In order to obtain the transfer matrices, the focusing gradients of quadrupoles Q7–9 were determined by fitting the results of an OPERA [18] field model of the quadrupole with two hyperbolic tangent functions [14]. Figure 3 shows the focusing gradients of the Q7–9 triplet. The quadrupoles are thick and their fields overlap substantially. A more computationally efficient, and sufficiently accurate, “top-hat” model of the magnets was used to obtain Δs [14].

Fig. 3
figure 3

Quadrupole gradients for the (6 π mm-rad, 200 MeV/c) baseline muon beam. (Color figure online)

Equation (3) for \(x_{1}'\), which is used to determine the horizontal emittance at TOF1, can be expressed as

$$x_{1}' = A(p_{z}) x_{0} + B(p_{z}) x_{1} $$

and mutatis mutandis for y′. The coefficients A(p z ) and B(p z ) for the baseline (6,200) beam, with mean p z ≈230 MeV/c, are shown in Fig. 4. Both A and B are strongly momentum dependent below 200 MeV/c.

Fig. 4
figure 4

The reconstruction coefficients A(p z ) (top) and B(p z ) (bottom) for the (6,200) baseline muon beam. The solid (blue) lines are for x′ (horizontal); the dashed (red) lines are for y′ (vertical)

The procedure described above enabled the reconstruction of the trace space vectors at both TOF counters as well as the momenta of single muons. The path length correction, which could be as much as 15–20 mm, was necessary to avoid a systematic underestimate of p z of about 4 MeV/c.

The momentum distributions and the \((x_{1},x_{1}')\) and \((y_{1},y_{1}')\) covariance matrices, Σ x,y , at the upstream side of TOF1 for each measured beam were obtained from all the muons recorded for that beam. The effective optical parameters and the emittances of each beam were deduced from Σ x,y as described in Sect. 4.3. The systematic uncertainty on the measurements is discussed in Sect. 4.4.

3.2 Monte Carlo simulations of the MICE beam line

Monte Carlo simulations were made for six of the 18 possible beam settings to check the beam line design software. The (6 π mm-rad, p z =140, 200, 240 MeV/c) μ + and μ beams were simulated in two steps. G4beamline was used to track particles from the target as far as TOF0; the G4MICE Monte Carlo [19] was then used to track muons between TOF0 and TOF1. Both simulations contained descriptions of the material in, and surrounding, the beam line and magnet models, including the apertures of the quadrupoles Q4–9, using the optics designed for the corresponding beams. The simulations suggest that the final emittance of the beams before the diffuser is ≈1 π mm-rad, partly due to scattering in the material in the beam line but limited by the aperture of the quadrupoles. Dispersion in the horizontal plane due to D2 is expected.

3.3 Performance of the reconstruction algorithm

The performance of the reconstruction algorithm was determined by smearing the true simulated coordinates of the muons at each TOF plane with the measured time and position resolutions of the TOFs.

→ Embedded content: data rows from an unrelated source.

#[cfg(test)]
mod tests {
    use {
        super::*,
        crate::{
            istream::{FileIStream, InputStat},
            pool::SystemPool,
        },
        assert_matches::assert_matches,
        std::{
            fs,
            io::Write as _,
            os::fd::AsRawFd,
        },
    };

    fn socketpair_nonblocking() -> (RawFd, RawFd) {
        let mut fds = [0i32; 2];
        // Safety: fds is a valid two-element array
        let rc = unsafe { libc::socketpair(libc::AF_UNIX, libc::SOCK_STREAM, 0, fds.as_mut_ptr()) };
        assert_eq!(rc, 0, "socketpair() failed: {}", io::Error::last_os_error());
        for fd in fds {
            set_nonblocking(fd);
        }
        (fds[0], fds[1])
    }

    fn set_nonblocking(fd: RawFd) {
        // Safety: libc wrapper on a test-owned fd
        unsafe {
            let flags = libc::fcntl(fd, libc::F_GETFL);
            assert!(flags >= 0);
            assert!(libc::fcntl(fd, libc::F_SETFL, flags | libc::O_NONBLOCK) >= 0);
        }
    }

    fn close_fd(fd: RawFd) {
        // Safety: test-owned fd
        unsafe { libc::close(fd) };
    }

    /// Reads everything currently queued on a non-blocking fd.
    fn drain(fd: RawFd) -> Vec<u8> {
        let mut out = Vec::new();
        let mut buf = [0u8; 4096];
        loop {
            // Safety: buf is valid for its length
            let n = unsafe { libc::read(fd, buf.as_mut_ptr() as *mut libc::c_void, buf.len()) };
            if n <= 0 {
                break;
            }
            out.extend_from_slice(&buf[..n as usize]);
        }
        out
    }

    /// Stuffs the socket send buffer until the kernel refuses more.
    fn fill_socket(fd: RawFd) -> usize {
        let chunk = [0x5au8; 4096];
        let mut total = 0;
        loop {
            // Safety: chunk is valid for its length
            let n = unsafe { libc::write(fd, chunk.as_ptr() as *const libc::c_void, chunk.len()) };
            if n <= 0 {
                break;
            }
            total += n as usize;
        }
        total
    }

    fn io_registered(stream: &OStream) -> bool {
        stream.shared.state.borrow().io.is_some()
    }

    /// In-memory source with no descriptor, forcing the buffered copy path.
    struct MemIStream {
        data: Vec<u8>,
        v_offset: u64,
    }

    impl MemIStream {
        fn new(data: &[u8]) -> Self {
            Self {
                data: data.to_vec(),
                v_offset: 0,
            }
        }
    }

    impl InputStream for MemIStream {
        fn stat(&mut self, _exact_size: bool) -> io::Result<InputStat> {
            Ok(InputStat {
                size: Some(self.data.len() as u64),
            })
        }

        fn fd(&self) -> Option<RawFd> {
            None
        }

        fn v_offset(&self) -> u64 {
            self.v_offset
        }

        fn abs_start_offset(&self) -> u64 {
            0
        }

        fn seek(&mut self, v_offset: u64) -> io::Result<()> {
            self.v_offset = v_offset;
            Ok(())
        }

        fn read_data(&mut self, _min_size: usize) -> io::Result<&[u8]> {
            Ok(&self.data[self.v_offset as usize..])
        }

        fn skip(&mut self, count: u64) {
            self.v_offset += count;
        }
    }

    /// Pretends to be a mapping of the descriptor's file, so overlap
    /// copies must stage through the stream buffer.
    struct MmapIStream {
        fd: RawFd,
        data: Vec<u8>,
        v_offset: u64,
    }

    impl InputStream for MmapIStream {
        fn stat(&mut self, _exact_size: bool) -> io::Result<InputStat> {
            Ok(InputStat {
                size: Some(self.data.len() as u64),
            })
        }

        fn fd(&self) -> Option<RawFd> {
            Some(self.fd)
        }

        fn v_offset(&self) -> u64 {
            self.v_offset
        }

        fn abs_start_offset(&self) -> u64 {
            0
        }

        fn seek(&mut self, v_offset: u64) -> io::Result<()> {
            self.v_offset = v_offset;
            Ok(())
        }

        fn read_data(&mut self, _min_size: usize) -> io::Result<&[u8]> {
            Ok(&self.data[self.v_offset as usize..])
        }

        fn skip(&mut self, count: u64) {
            self.v_offset += count;
        }

        fn is_memory_mapped(&self) -> bool {
            true
        }
    }

    #[test]
    fn send_goes_straight_to_the_kernel() {
        let (rd, wr) = socketpair_nonblocking();
        let ioloop = Ioloop::new();
        let stream = OStream::create_file(wr, &ioloop, SystemPool, 4096, false);

        assert_eq!(stream.send(b"hello").unwrap(), 5);
        assert_eq!(stream.offset(), 5);
        assert_eq!(stream.buffer_used(), 0);
        assert!(!io_registered(&stream));
        assert_eq!(drain(rd), b"hello");

        close_fd(rd);
        close_fd(wr);
    }

    #[test]
    fn cork_coalesces_small_sends() {
        let (rd, wr) = socketpair_nonblocking();
        let ioloop = Ioloop::new();
        let stream = OStream::create_file(wr, &ioloop, SystemPool, 1024, false);

        stream.cork(true);
        assert_eq!(stream.send(b"hello ").unwrap(), 6);
        assert_eq!(stream.send(b"world").unwrap(), 5);
        // nothing on the wire while corked
        assert_eq!(drain(rd), b"");
        assert_eq!(stream.buffer_used(), 11);
        assert!(!io_registered(&stream));

        stream.cork(false);
        assert!(stream.flush().unwrap());
        assert_eq!(drain(rd), b"hello world");
        assert_eq!(stream.offset(), 11);
        assert!(!io_registered(&stream));

        close_fd(rd);
        close_fd(wr);
    }

    #[test]
    fn would_block_buffers_and_drains() {
        let (rd, wr) = socketpair_nonblocking();
        let ioloop = Ioloop::new();
        let stream = OStream::create_file(wr, &ioloop, SystemPool, 1 << 20, false);

        let prefill = fill_socket(wr);
        let payload = vec![b'A'; 64];
        assert_eq!(stream.send(&payload).unwrap(), 64);
        assert_eq!(stream.offset(), 64);
        assert_eq!(stream.buffer_used(), 64);
        assert!(io_registered(&stream));

        // make room, then let the readiness handler drain the buffer
        let received = drain(rd);
        assert_eq!(received.len(), prefill);
        ioloop.run_once();

        assert_eq!(stream.buffer_used(), 0);
        assert!(!io_registered(&stream));
        assert_eq!(drain(rd), payload);

        close_fd(rd);
        close_fd(wr);
    }

    #[test]
    fn sendv_partial_acceptance_keeps_order() {
        let (rd, wr) = socketpair_nonblocking();
        let ioloop = Ioloop::new();
        let stream = OStream::create_file(wr, &ioloop, SystemPool, 4096, false);

        let prefill = fill_socket(wr);
        let iov = [
            IoSlice::new(b"abc"),
            IoSlice::new(b"defgh"),
            IoSlice::new(b"ijklmno"),
        ];
        assert_eq!(stream.sendv(&iov).unwrap(), 15);
        assert_eq!(stream.offset(), 15);
        assert!(io_registered(&stream));

        assert_eq!(drain(rd).len(), prefill);
        ioloop.run_once();
        assert_eq!(drain(rd), b"abcdefghijklmno");
        assert_eq!(stream.buffer_used(), 0);

        close_fd(rd);
        close_fd(wr);
    }

    #[test]
    fn overflow_is_sticky() {
        let (rd, wr) = socketpair_nonblocking();
        let ioloop = Ioloop::new();
        let stream = OStream::create_file(wr, &ioloop, SystemPool, 16, false);

        let _prefill = fill_socket(wr);
        assert_eq!(stream.send(&[b'B'; 64]).unwrap(), 16);
        assert!(stream.overflowed());
        assert_eq!(stream.offset(), 16);

        let _ = drain(rd);
        ioloop.run_once();
        assert_eq!(stream.buffer_used(), 0);
        assert_eq!(drain(rd), [b'B'; 16]);

        // the flag never clears inside the stream
        assert_eq!(stream.send(b"ok").unwrap(), 2);
        assert!(stream.overflowed());

        close_fd(rd);
        close_fd(wr);
    }

    #[test]
    fn send_istream_transfers_a_file_to_a_socket() {
        let dir = tempfile::tempdir().unwrap();
        let path = dir.path().join("payload");
        fs::write(&path, b"0123456789").unwrap();
        let file = fs::File::open(&path).unwrap();

        let (rd, wr) = socketpair_nonblocking();
        let ioloop = Ioloop::new();
        let stream = OStream::create_file(wr, &ioloop, SystemPool, 1 << 16, false);
        let mut src = FileIStream::new(file.as_raw_fd(), false).unwrap();

        assert_eq!(stream.send_istream(&mut src).unwrap(), 10);
        assert_eq!(drain(rd), b"0123456789");
        assert_eq!(stream.offset(), 10);
        assert_eq!(src.v_offset(), 10);

        close_fd(rd);
        close_fd(wr);
    }

    #[test]
    fn forward_copy_combines_buffer_and_source() {
        let (rd, wr) = socketpair_nonblocking();
        let ioloop = Ioloop::new();
        let stream = OStream::create_file(wr, &ioloop, SystemPool, 4096, false);

        stream.cork(true);
        assert_eq!(stream.send(b"AB").unwrap(), 2);
        assert_eq!(stream.buffer_used(), 2);

        let mut src = MemIStream::new(b"CDEF");
        assert_eq!(stream.send_istream(&mut src).unwrap(), 4);

        // old buffer bytes went ahead of the fresh ones, in one write
        assert_eq!(drain(rd), b"ABCDEF");
        assert_eq!(stream.buffer_used(), 0);
        assert_eq!(stream.offset(), 6);
        stream.cork(false);

        close_fd(rd);
        close_fd(wr);
    }

    #[test]
    fn backward_overlap_rewrites_in_place() {
        let dir = tempfile::tempdir().unwrap();
        let path = dir.path().join("f");
        fs::write(&path, b"ABCDEFGH").unwrap();
        let file = fs::OpenOptions::new()
            .read(true)
            .write(true)
            .open(&path)
            .unwrap();
        let fd = file.as_raw_fd();

        let ioloop = Ioloop::new();
        let stream = OStream::create_file(fd, &ioloop, SystemPool, 0, false);
        stream.seek(2).unwrap();

        let mut src = FileIStream::with_range(fd, false, 0, Some(6));
        assert_eq!(stream.send_istream(&mut src).unwrap(), 6);

        assert_eq!(fs::read(&path).unwrap(), b"ABABCDEF");
        assert_eq!(stream.offset(), 2);
    }

    #[test]
    fn mmap_sources_stage_through_the_buffer() {
        let dir = tempfile::tempdir().unwrap();
        let path = dir.path().join("f");
        fs::write(&path, b"12345678").unwrap();
        let file = fs::OpenOptions::new()
            .read(true)
            .write(true)
            .open(&path)
            .unwrap();
        let fd = file.as_raw_fd();

        let ioloop = Ioloop::new();
        let stream = OStream::create_file(fd, &ioloop, SystemPool, 0, false);
        stream.seek(2).unwrap();

        let mut src = MmapIStream {
            fd,
            data: b"123456".to_vec(),
            v_offset: 0,
        };
        assert_eq!(stream.send_istream(&mut src).unwrap(), 6);
        assert_eq!(fs::read(&path).unwrap(), b"12123456");
    }

    #[test]
    fn self_copy_is_a_noop() {
        let dir = tempfile::tempdir().unwrap();
        let path = dir.path().join("f");
        let content: Vec<u8> = (0..1000u32).map(|i| (i % 251) as u8).collect();
        fs::write(&path, &content).unwrap();
        let file = fs::OpenOptions::new()
            .read(true)
            .write(true)
            .open(&path)
            .unwrap();
        let fd = file.as_raw_fd();

        let ioloop = Ioloop::new();
        let stream = OStream::create_file(fd, &ioloop, SystemPool, 0, false);
        stream.seek(100).unwrap();

        let mut src = FileIStream::with_range(fd, false, 0, None);
        src.seek(100).unwrap();

        assert_eq!(stream.send_istream(&mut src).unwrap(), 900);
        assert_eq!(fs::read(&path).unwrap(), content);
        assert_eq!(stream.offset(), 100);
    }

    #[test]
    fn seek_overlays_file_regions() {
        let dir = tempfile::tempdir().unwrap();
        let path = dir.path().join("f");
        let file = fs::OpenOptions::new()
            .create(true)
            .read(true)
            .write(true)
            .open(&path)
            .unwrap();

        let ioloop = Ioloop::new();
        let stream = OStream::create_file(file.as_raw_fd(), &ioloop, SystemPool, 0, false);

        assert_eq!(stream.send(b"AAAA").unwrap(), 4);
        stream.seek(2).unwrap();
        assert_eq!(stream.offset(), 2);
        assert_eq!(stream.send(b"BB").unwrap(), 2);
        assert!(stream.flush().unwrap());

        assert_eq!(fs::read(&path).unwrap(), b"AABB");
        assert_eq!(stream.offset(), 4);
        assert_eq!(stream.last_errno(), 0);
    }

    #[test]
    fn flush_callback_rearms_until_done() {
        let (rd, wr) = socketpair_nonblocking();
        let ioloop = Ioloop::new();
        let stream = OStream::create_file(wr, &ioloop, SystemPool, 4096, false);

        let calls = Rc::new(Cell::new(0u32));
        let calls2 = Rc::clone(&calls);
        stream.set_flush_callback(move || {
            calls2.set(calls2.get() + 1);
            calls2.get() >= 2
        });

        stream.set_flush_pending(true);
        assert!(io_registered(&stream));

        ioloop.run_once();
        assert_eq!(calls.get(), 1);
        // callback returned "not done": stays armed
        assert!(io_registered(&stream));

        ioloop.run_once();
        assert_eq!(calls.get(), 2);
        assert!(!io_registered(&stream));

        close_fd(rd);
        close_fd(wr);
    }

    #[test]
    fn close_flushes_buffered_bytes() {
        let dir = tempfile::tempdir().unwrap();
        let path = dir.path().join("f");
        let file = fs::OpenOptions::new()
            .create(true)
            .read(true)
            .write(true)
            .open(&path)
            .unwrap();

        let ioloop = Ioloop::new();
        let stream = OStream::create_file(file.as_raw_fd(), &ioloop, SystemPool, 0, false);

        stream.cork(true);
        assert_eq!(stream.send(b"abc").unwrap(), 3);
        assert_eq!(stream.buffer_used(), 3);

        stream.close();
        assert!(stream.is_closed());
        assert_eq!(fs::read(&path).unwrap(), b"abc");
    }

    #[test]
    fn closed_stream_rejects_operations() {
        let (rd, wr) = socketpair_nonblocking();
        let ioloop = Ioloop::new();
        let stream = OStream::create_file(wr, &ioloop, SystemPool, 4096, false);

        stream.close();
        assert_matches!(stream.send(b"x"), Err(StreamError::Closed));
        assert_matches!(stream.flush(), Err(StreamError::Closed));
        assert_matches!(stream.seek(0), Err(StreamError::Closed));
        let mut src = MemIStream::new(b"y");
        assert_matches!(stream.send_istream(&mut src), Err(StreamError::Closed));
        // cork on a closed stream is a no-op, not a panic
        stream.cork(true);

        close_fd(rd);
        close_fd(wr);
    }

    #[test]
    fn file_streams_adopt_position() {
        let dir = tempfile::tempdir().unwrap();
        let path = dir.path().join("f");
        let mut file = fs::OpenOptions::new()
            .create(true)
            .read(true)
            .write(true)
            .open(&path)
            .unwrap();
        file.write_all(b"xyz").unwrap();

        let ioloop = Ioloop::new();
        let stream = OStream::create_file(file.as_raw_fd(), &ioloop, SystemPool, 0, false);
        assert_eq!(stream.offset(), 3);

        assert_eq!(stream.send(b"!").unwrap(), 1);
        assert_eq!(stream.offset(), 4);
        assert_eq!(fs::read(&path).unwrap(), b"xyz!");
    }
}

The trace-space vectors were reconstructed by the method described in Sect. 3.1 to obtain a set of simulated reconstructed muons.

Figure 5 shows, for a simulated (6,200) μ beam, the difference between reconstructed and true momenta. The RMS width of the distribution of 3.7 MeV/c confirms that the momentum resolution is dominated by the timing resolution of the TOF system. It is sufficiently small to measure the large expected widths of approximately 20 MeV/c of the momentum distributions.

Fig. 5
figure 5

Difference between reconstructed and true momenta for a simulated 200 MeV/c muon beam

Figure 6 shows the agreement between the true and reconstructed angles, \(x_{1}^{\prime}\) and \(y_{1}^{\prime}\) for the simulated (6,200) μ beam. The average angular resolutions, \(\sigma_{x_{1}'}\) and \(\sigma_{y_{1}'}\), for this beam are approximately 29 and 8 mrad respectively. They are determined by the position resolution of the TOF counters and multiple scattering, and depend on momentum as \(x_{1}'\) and \(y_{1}'\) are obtained from position measurements using the momentum-dependent elements of the transfer matrix. The angular resolutions are small but not negligible compared with the expected widths of the \(x_{1}'\) and \(y_{1}'\) distributions.

Fig. 6
figure 6

Reconstructed trace space angles versus true simulated values

4 Results of the measurements and comparison with simulations

Data were taken for eight positive and nine negative re-scaled beams that, when used in conjunction with the diffuser, will generate the full range of desired emittances (see Sect. 2.3); the polarity of the decay solenoid was kept the same for both positive and negative beams. Muons in the data were selected by broad time-of-flight cuts chosen for each nominal beam momentum.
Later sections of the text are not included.